La otra cara del mar
Louis-Philippe Dalembert
Traducción de Manuel Serrat Crespo
El
Cobre
Barcelona,
2004
186
páginas
15
euros
El pueblo de la isla
Esta es la historia de Haití a lo largo del siglo XX, el
país más pobre de América, porque es la historia de sus habitantes. Es fácil
olvidar, ante imágenes de catástrofes o informaciones políticas y de
actuaciones militares, ante cifras de miseria o el impacto visual de una jaula
de costillas en la foto de un niño hambriento, que la gente también se quiere,
que la gente tiene familia, que un nieto adora a su abuela y que una abuela se
desvive por su nieto. Como Grannie y Jonas, los dos protagonistas y narradores
de esta novela en la que el sufrimiento queda más allá de la narración, en
algún lugar oculto por el silencio que produce una falta de diálogos que es
todo un tributo a la tierra donde nació Dalembert. Pues aunque él, Dalembert,
haya elegido o se haya visto obligado a residir fuera de Haití, los dos
personajes deciden vivir en una ciudad que no tiene nombre, pero en la que es
sencillo reconocer a Puerto Príncipe: ella, la anciana, tras sobrevivir a las
tragedias esclavistas del exilio, y él, el joven, pese a tener el alma dividida
por culpa del amor. De alguna manera, esta novela trata sobre la necesidad de
tener raíces.
Estructurada en tres tiempos, como una sinfonía en la que
el segundo movimiento actúa de bisagra para aclararnos a qué se debe el cambio
de voz, a la vez que se explican las razones que hacen de la relación entre abuela
y nieto, la expresión simbólica de la ternura, un hecho digno de reseñar. En el
primer capítulo, tal vez el mejor, la anciana recuerda su vida como el que
cierra los ojos y deja que sean las imágenes las que vayan acudiendo a las
pantalla de sus párpados, esforzándose, muy levemente, en otorgarlas un orden
cronológico. Durante su infancia la familia huye de la ciudad por la salida que
no cubren los invasores o el mar, es decir, hacia las colinas y los sueños.

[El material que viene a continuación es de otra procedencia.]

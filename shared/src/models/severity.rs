//! Bloom severity levels

use std::fmt;

use serde::{Deserialize, Serialize};
use thiserror::Error;

/// Number of severity levels the classifier distinguishes
pub const SEVERITY_LEVELS: usize = 4;

/// Human-readable labels, indexed by level
pub const SEVERITY_LABELS: [&str; SEVERITY_LEVELS] = [
    "No algae",
    "Minor algae",
    "Moderate algae",
    "Abundant algae",
];

/// Ordinal algae bloom severity (0 = none, 3 = abundant)
#[derive(Debug, Clone, Copy, PartialEq, Eq, PartialOrd, Ord, Hash, Serialize, Deserialize)]
#[serde(try_from = "u8", into = "u8")]
pub struct Severity(u8);

impl Severity {
    pub const NONE: Severity = Severity(0);
    pub const MINOR: Severity = Severity(1);
    pub const MODERATE: Severity = Severity(2);
    pub const ABUNDANT: Severity = Severity(3);

    /// Returns `None` for levels outside 0..=3
    pub fn new(level: u8) -> Option<Self> {
        if (level as usize) < SEVERITY_LEVELS {
            Some(Self(level))
        } else {
            None
        }
    }

    pub fn level(&self) -> u8 {
        self.0
    }

    pub fn index(&self) -> usize {
        self.0 as usize
    }

    pub fn label(&self) -> &'static str {
        SEVERITY_LABELS[self.index()]
    }

    /// Any visible algae at all
    pub fn is_present(&self) -> bool {
        self.0 > 0
    }

    pub fn all() -> [Severity; SEVERITY_LEVELS] {
        [Self::NONE, Self::MINOR, Self::MODERATE, Self::ABUNDANT]
    }
}

/// Level outside 0..=3
#[derive(Debug, Clone, Copy, PartialEq, Eq, Error)]
#[error("severity level {0} is outside 0..=3")]
pub struct InvalidSeverity(pub u8);

impl TryFrom<u8> for Severity {
    type Error = InvalidSeverity;

    fn try_from(value: u8) -> Result<Self, Self::Error> {
        Severity::new(value).ok_or(InvalidSeverity(value))
    }
}

impl From<Severity> for u8 {
    fn from(value: Severity) -> Self {
        value.0
    }
}

impl fmt::Display for Severity {
    fn fmt(&self, f: &mut fmt::Formatter<'_>) -> fmt::Result {
        write!(f, "{}", self.label())
    }
}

Sobreviven a la esclavitud y a la cacería humana, en unas secuencias bellamente
narradas, a las que asistimos desde el recuerdo parcial de la mirada de la niña
aunque, por un buen hacer narrativo, somos capaces de comprender todos los
acontecimientos. La vida continúa desplegándose alrededor de esta niña, con la
resignación de quien acepta el dictado de un Dios inclemente que ha decidido
que ellos sean pobres, y pretende responder a la pregunta de si esos sucesos
que ha vivido son una vida, no disponiendo de otra herramienta que no sea su
memoria.
A continuación, el segundo capítulo es un paseo por una
ciudad oscura, violenta y pobre, acompañando al nieto, Jonas, en el que se nos
explica que su abuela es para él un faro sólido, endurecido por su pasado, al
que agarrarse cuando se flota sobre el mar podrido.
En el tercer capítulo será el nieto quien nos hable de su
juventud, de su debate entre el amor adolescente, el primer amor que será el
verdadero, y la resistencia política. Al tiempo que se descompone su ciudad,
asiste al envejecimiento de su abuela, hasta que el final, trágico, sucede: la
gente se encomienda a Dios y se embarca para buscar la otra cara del mar, ante
los ojos incrédulos de una anciana, que regresa a su condición de verdadera
protagonista de la novela: tras sobrevivir durante su infancia al drama del
desarraigo, al viaje a pie por las colinas y la selva perseguidos por cazadores
y perros, y a la pérdida de un hermano, acaba asistiendo, por televisión y vía
satélite, pese a que aquello está ocurriendo a pocos metros de donde ella se
acuna en una mecedora, a la muerte de un pueblo entero. Aquel al que pertenece
Louis-Philippe Dalembert y del que nada sabríamos de no ser porque editoriales
como El Cobre se preocupan por testimoniar para nosotros su existencia.